This lovely home has three entrances. The back entrance was used for deliveries, the side door with stairs and porch was for clients/job related folks because it led straight into Mr. Clayton’s office. There was a wide verandah on each entrance with steps leading up to each door.

The main front door after the small mud room, with the original stain glass window, is still there. The butler would greet visitors at the huge outside door, but would turn them away if it was inconvenient for the large Clayton family to receive guests. They were sensitive about having private space.

The restored Clayton House Museum is a lovely Italianate style house museum with some of the Clayton’s personal artifacts and a few pieces of family furniture.

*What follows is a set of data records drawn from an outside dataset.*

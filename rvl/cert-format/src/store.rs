/*!
    The built-in certificate table and issuer resolution.

    The platform ships exactly nine table slots: an invalid sentinel, the
    unsigned root, three retail certificates, and four debug certificates.
    The table is constructed once, before first use, and never mutated;
    lookups hand out shared references for the life of the process.
*/

use std::sync::LazyLock;

use crate::cert::{Certificate, KeyType, SignatureType, record_size};
use crate::data;
use crate::error::CertError;

const RSA_EXPONENT: u32 = 0x0001_0001;

/**
    Symbolic index of a certificate in the built-in table.

    `Unknown` is the invalid sentinel and never maps to a certificate.
*/
#[repr(u32)]
#[derive(Debug, Clone, Copy, PartialEq, Eq, Hash)]
pub enum CertIssuer {
    Unknown = 0,
    Root = 1,
    RetailCa = 2,
    RetailTicket = 3,
    RetailTmd = 4,
    DebugCa = 5,
    DebugTicket = 6,
    DebugTmd = 7,
    DebugDev = 8,
}

impl CertIssuer {
    /// The valid (non-sentinel) entries, in table order.
    pub const ALL: [Self; 8] = [
        Self::Root,
        Self::RetailCa,
        Self::RetailTicket,
        Self::RetailTmd,
        Self::DebugCa,
        Self::DebugTicket,
        Self::DebugTmd,
        Self::DebugDev,
    ];

    /// Full chain name of this entry's certificate. `None` for `Unknown`.
    pub const fn name(self) -> Option<&'static str> {
        match self {
            Self::Unknown => None,
            Self::Root => Some("Root"),
            Self::RetailCa => Some("Root-CA00000001"),
            Self::RetailTicket => Some("Root-CA00000001-XS00000003"),
            Self::RetailTmd => Some("Root-CA00000001-CP00000004"),
            Self::DebugCa => Some("Root-CA00000002"),
            Self::DebugTicket => Some("Root-CA00000002-XS00000006"),
            Self::DebugTmd => Some("Root-CA00000002-CP00000007"),
            Self::DebugDev => Some("Root-CA00000002-MS00000003"),
        }
    }

    /**
        Resolve an issuer chain name to its table entry.

        The empty name resolves to the root, which is the only certificate
        with no issuer of its own. Matching is exact and case-sensitive over
        whole names; `Root-CA00000001` never matches
        `Root-CA00000001-XS00000003` or vice versa. An absent name is an
        argument error, an unmatched one a routine not-found result.
    */
    pub fn from_name(name: Option<&str>) -> Result<Self, CertError> {
        let Some(name) = name else {
            return Err(CertError::MissingIssuerName);
        };
        if name.is_empty() {
            return Ok(Self::Root);
        }
        Self::ALL
            .into_iter()
            .find(|issuer| issuer.name() == Some(name))
            .ok_or_else(|| CertError::UnknownIssuer(name.to_owned()))
    }
}

impl TryFrom<u32> for CertIssuer {
    type Error = CertError;

    fn try_from(value: u32) -> Result<Self, Self::Error> {
        match value {
            0 => Ok(Self::Unknown),
            1 => Ok(Self::Root),
            2 => Ok(Self::RetailCa),
            3 => Ok(Self::RetailTicket),
            4 => Ok(Self::RetailTmd),
            5 => Ok(Self::DebugCa),
            6 => Ok(Self::DebugTicket),
            7 => Ok(Self::DebugTmd),
            8 => Ok(Self::DebugDev),
            _ => Err(CertError::InvalidEnumValue {
                kind: "CertIssuer",
                value,
            }),
        }
    }
}

// Serialized sizes, indexed by table position minus one. Must stay in
// lockstep with CERTIFICATES below.
const CERT_SIZES: [usize; 8] = [
    record_size(SignatureType::Unsigned, KeyType::Rsa4096),
    record_size(SignatureType::Rsa4096, KeyType::Rsa2048),
    record_size(SignatureType::Rsa2048, KeyType::Rsa2048),
    record_size(SignatureType::Rsa2048, KeyType::Rsa2048),
    record_size(SignatureType::Rsa4096, KeyType::Rsa2048),
    record_size(SignatureType::Rsa2048, KeyType::Rsa2048),
    record_size(SignatureType::Rsa2048, KeyType::Rsa2048),
    record_size(SignatureType::Rsa2048, KeyType::Ecc),
];

static CERTIFICATES: LazyLock<[Certificate; 8]> = LazyLock::new(|| {
    [
        // Root. Not signed: it is the trust anchor and is never included
        // in the serialized certificate chain.
        Certificate {
            signature_type: SignatureType::Unsigned,
            signature: Vec::new(),
            issuer: String::new(),
            key_type: KeyType::Rsa4096,
            subject: "Root".to_owned(),
            key_id: 0,
            public_key: data::ROOT_MODULUS.to_vec(),
            exponent: Some(RSA_EXPONENT),
        },
        // CA certificate (retail).
        Certificate {
            signature_type: SignatureType::Rsa4096,
            signature: data::RETAIL_CA_SIGNATURE.to_vec(),
            issuer: "Root".to_owned(),
            key_type: KeyType::Rsa2048,
            subject: "CA00000001".to_owned(),
            key_id: 0x5BFA_7D5C,
            public_key: data::RETAIL_CA_MODULUS.to_vec(),
            exponent: Some(RSA_EXPONENT),
        },
        // Ticket signing certificate (retail).
        Certificate {
            signature_type: SignatureType::Rsa2048,
            signature: data::RETAIL_TICKET_SIGNATURE.to_vec(),
            issuer: "Root-CA00000001".to_owned(),
            key_type: KeyType::Rsa2048,
            subject: "XS00000003".to_owned(),
            key_id: 0xF1B8_9FD1,
            public_key: data::RETAIL_TICKET_MODULUS.to_vec(),
            exponent: Some(RSA_EXPONENT),
        },
        // TMD signing certificate (retail).
        Certificate {
            signature_type: SignatureType::Rsa2048,
            signature: data::RETAIL_TMD_SIGNATURE.to_vec(),
            issuer: "Root-CA00000001".to_owned(),
            key_type: KeyType::Rsa2048,
            subject: "CP00000004".to_owned(),
            key_id: 0xF1B8_A064,
            public_key: data::RETAIL_TMD_MODULUS.to_vec(),
            exponent: Some(RSA_EXPONENT),
        },
        // CA certificate (debug).
        Certificate {
            signature_type: SignatureType::Rsa4096,
            signature: data::DEBUG_CA_SIGNATURE.to_vec(),
            issuer: "Root".to_owned(),
            key_type: KeyType::Rsa2048,
            subject: "CA00000002".to_owned(),
            key_id: 0x6564_8F2B,
            public_key: data::DEBUG_CA_MODULUS.to_vec(),
            exponent: Some(RSA_EXPONENT),
        },
        // Ticket signing certificate (debug).
        Certificate {
            signature_type: SignatureType::Rsa2048,
            signature: data::DEBUG_TICKET_SIGNATURE.to_vec(),
            issuer: "Root-CA00000002".to_owned(),
            key_type: KeyType::Rsa2048,
            subject: "XS00000006".to_owned(),
            key_id: 0xF868_289D,
            public_key: data::DEBUG_TICKET_MODULUS.to_vec(),
            exponent: Some(RSA_EXPONENT),
        },
        // TMD signing certificate (debug).
        Certificate {
            signature_type: SignatureType::Rsa2048,
            signature: data::DEBUG_TMD_SIGNATURE.to_vec(),
            issuer: "Root-CA00000002".to_owned(),
            key_type: KeyType::Rsa2048,
            subject: "CP00000007".to_owned(),
            key_id: 0xF868_28DD,
            public_key: data::DEBUG_TMD_MODULUS.to_vec(),
            exponent: Some(RSA_EXPONENT),
        },
        // Development signing certificate (debug). ECC public key.
        Certificate {
            signature_type: SignatureType::Rsa2048,
            signature: data::DEBUG_DEV_SIGNATURE.to_vec(),
            issuer: "Root-CA00000002".to_owned(),
            key_type: KeyType::Ecc,
            subject: "MS00000003".to_owned(),
            key_id: 0xFCF5_A9BC,
            public_key: data::DEBUG_DEV_PUBLIC_KEY.to_vec(),
            exponent: None,
        },
    ]
});

/**
    Look up a certificate by table entry.

    Fails for `Unknown`, which is the sentinel and holds no certificate.
*/
pub fn certificate(issuer: CertIssuer) -> Result<&'static Certificate, CertError> {
    let index = (issuer as u32 as usize)
        .checked_sub(1)
        .ok_or(CertError::NoSuchCertificate(issuer as u32))?;
    CERTIFICATES
        .get(index)
        .ok_or(CertError::NoSuchCertificate(issuer as u32))
}

/**
    Exact serialized size of a table entry's certificate, in bytes.

    A pure function of the entry's fixed layout, not a measurement; the
    returned values are what [`Certificate::to_bytes`] produces, so chain
    consumers can pre-allocate exactly.
*/
pub fn certificate_size(issuer: CertIssuer) -> Result<usize, CertError> {
    let index = (issuer as u32 as usize)
        .checked_sub(1)
        .ok_or(CertError::NoSuchCertificate(issuer as u32))?;
    CERT_SIZES
        .get(index)
        .copied()
        .ok_or(CertError::NoSuchCertificate(issuer as u32))
}

/// Resolve an issuer chain name and fetch its certificate in one step.
pub fn certificate_from_name(name: &str) -> Result<&'static Certificate, CertError> {
    certificate(CertIssuer::from_name(Some(name))?)
}

#[cfg(test)]
mod tests {
    use super::*;

    #[test]
    fn sizes_match_serialized_lengths() {
        for issuer in CertIssuer::ALL {
            let cert = certificate(issuer).unwrap();
            let size = certificate_size(issuer).unwrap();
            assert_eq!(cert.to_bytes().len(), size, "{issuer:?}");
            assert_eq!(cert.size(), size, "{issuer:?}");
        }
    }

    #[test]
    fn fixed_sizes() {
        assert_eq!(certificate_size(CertIssuer::Root).unwrap(), 0x300);
        assert_eq!(certificate_size(CertIssuer::RetailCa).unwrap(), 0x400);
        assert_eq!(certificate_size(CertIssuer::RetailTicket).unwrap(), 0x300);
        assert_eq!(certificate_size(CertIssuer::RetailTmd).unwrap(), 0x300);
        assert_eq!(certificate_size(CertIssuer::DebugCa).unwrap(), 0x400);
        assert_eq!(certificate_size(CertIssuer::DebugTicket).unwrap(), 0x300);
        assert_eq!(certificate_size(CertIssuer::DebugTmd).unwrap(), 0x300);
        assert_eq!(certificate_size(CertIssuer::DebugDev).unwrap(), 0x240);
    }

    #[test]
    fn empty_name_resolves_to_root() {
        assert_eq!(CertIssuer::from_name(Some("")).unwrap(), CertIssuer::Root);
    }

    #[test]
    fn absent_name_is_an_argument_error() {
        assert!(matches!(
            CertIssuer::from_name(None),
            Err(CertError::MissingIssuerName)
        ));
    }

    #[test]
    fn full_chain_names_resolve() {
        assert_eq!(
            CertIssuer::from_name(Some("Root-CA00000001-XS00000003")).unwrap(),
            CertIssuer::RetailTicket
        );
        assert_eq!(
            CertIssuer::from_name(Some("Root-CA00000002-MS00000003")).unwrap(),
            CertIssuer::DebugDev
        );
    }

    #[test]
    fn no_prefix_matching() {
        assert!(matches!(
            CertIssuer::from_name(Some("Root-CA00000001-XS00000003-extra")),
            Err(CertError::UnknownIssuer(_))
        ));
        assert!(matches!(
            CertIssuer::from_name(Some("Root-CA0000000")),
            Err(CertError::UnknownIssuer(_))
        ));
    }

    #[test]
    fn name_round_trip() {
        for issuer in CertIssuer::ALL {
            let name = issuer.name().unwrap();
            assert_eq!(CertIssuer::from_name(Some(name)).unwrap(), issuer);
        }
    }

    #[test]
    fn unknown_has_no_certificate() {
        assert!(matches!(
            certificate(CertIssuer::Unknown),
            Err(CertError::NoSuchCertificate(0))
        ));
        assert!(matches!(
            certificate_size(CertIssuer::Unknown),
            Err(CertError::NoSuchCertificate(0))
        ));
    }

    #[test]
    fn index_out_of_enumeration() {
        assert_eq!(CertIssuer::try_from(0).unwrap(), CertIssuer::Unknown);
        assert_eq!(CertIssuer::try_from(8).unwrap(), CertIssuer::DebugDev);
        assert!(matches!(
            CertIssuer::try_from(9),
            Err(CertError::InvalidEnumValue { kind: "CertIssuer", .. })
        ));
        assert!(CertIssuer::try_from(u32::MAX).is_err());
    }

    #[test]
    fn lookup_by_name_matches_lookup_by_index() {
        let by_name = certificate_from_name("Root").unwrap();
        let by_index = certificate(CertIssuer::Root).unwrap();
        assert!(std::ptr::eq(by_name, by_index));
    }

    #[test]
    fn stored_chain_names_match_table_names() {
        for issuer in CertIssuer::ALL {
            let cert = certificate(issuer).unwrap();
            assert_eq!(cert.chain_name(), issuer.name().unwrap(), "{issuer:?}");
        }
    }

    #[test]
    fn referential_closure() {
        let mut unsigned = 0;
        for issuer in CertIssuer::ALL {
            let cert = certificate(issuer).unwrap();
            if cert.issuer.is_empty() {
                unsigned += 1;
            } else {
                // Every issuer field names another certificate in the table.
                let signer = CertIssuer::from_name(Some(&cert.issuer)).unwrap();
                assert_ne!(signer, issuer);
            }
        }
        // Exactly one unsigned record: the root.
        assert_eq!(unsigned, 1);
        assert!(certificate(CertIssuer::Root).unwrap().issuer.is_empty());
    }

    #[test]
    fn retail_ca_serialized_layout() {
        let bytes = certificate(CertIssuer::RetailCa).unwrap().to_bytes();
        assert_eq!(bytes.len(), 0x400);
        assert_eq!(&bytes[..4], &0x0001_0000u32.to_be_bytes());
        // Issuer name sits after the 512-byte signature and 0x3C padding.
        assert_eq!(&bytes[0x240..0x244], b"Root");
        assert_eq!(bytes[0x244], 0);
        assert_eq!(&bytes[0x280..0x284], &1u32.to_be_bytes());
        assert_eq!(&bytes[0x284..0x28E], b"CA00000001");
        assert_eq!(&bytes[0x2C4..0x2C8], &0x5BFA_7D5Cu32.to_be_bytes());
        assert_eq!(bytes[0x2C8], 0xB2);
        assert_eq!(&bytes[0x3C8..0x3CC], &0x0001_0001u32.to_be_bytes());
    }

    #[test]
    fn root_serialized_layout() {
        let bytes = certificate(CertIssuer::Root).unwrap().to_bytes();
        assert_eq!(bytes.len(), 0x300);
        // Unsigned: tag 0, then zero padding up to the (empty) issuer field.
        assert_eq!(&bytes[..0x80], &[0u8; 0x80]);
        assert_eq!(&bytes[0x80..0x84], &0u32.to_be_bytes());
        assert_eq!(&bytes[0x84..0x88], b"Root");
        assert_eq!(bytes[0xC8], 0xF8);
        assert_eq!(&bytes[0x2C8..0x2CC], &0x0001_0001u32.to_be_bytes());
    }

    #[test]
    fn debug_dev_serialized_layout() {
        let bytes = certificate(CertIssuer::DebugDev).unwrap().to_bytes();
        assert_eq!(bytes.len(), 0x240);
        assert_eq!(&bytes[..4], &0x0001_0001u32.to_be_bytes());
        assert_eq!(&bytes[0x140..0x14F], b"Root-CA00000002");
        assert_eq!(&bytes[0x180..0x184], &2u32.to_be_bytes());
        assert_eq!(&bytes[0x184..0x18E], b"MS00000003");
        assert_eq!(&bytes[0x1C4..0x1C8], &0xFCF5_A9BCu32.to_be_bytes());
        // ECC: 60-byte point, no exponent, padded to the end.
        assert_eq!(bytes[0x1C8], 0x00);
        assert_eq!(bytes[0x1C9], 0x8C);
        assert_eq!(&bytes[0x204..], &[0u8; 0x3C]);
    }

    #[test]
    fn store_round_trips_through_bytes() {
        for issuer in CertIssuer::ALL {
            let cert = certificate(issuer).unwrap();
            let parsed = Certificate::from_bytes(&cert.to_bytes()).unwrap();
            assert_eq!(&parsed, cert, "{issuer:?}");
        }
    }
}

All the other furniture is from the same era or are replications of items that would be found if the Claytons still lived here.

Each room throughout the house had its own fireplace for heat. When the house was restored, a forced air heating system was added.

clayton-haunted-museumFolks who come to see the tour,go around to the large back verandah to the back door. The tour starts on the left, in the back room of the house; Mr. Clayton’s home office. There is a glass case with various artifacts, like the family Bible and an encyclopedia with an article written by either William or Powell Clayton.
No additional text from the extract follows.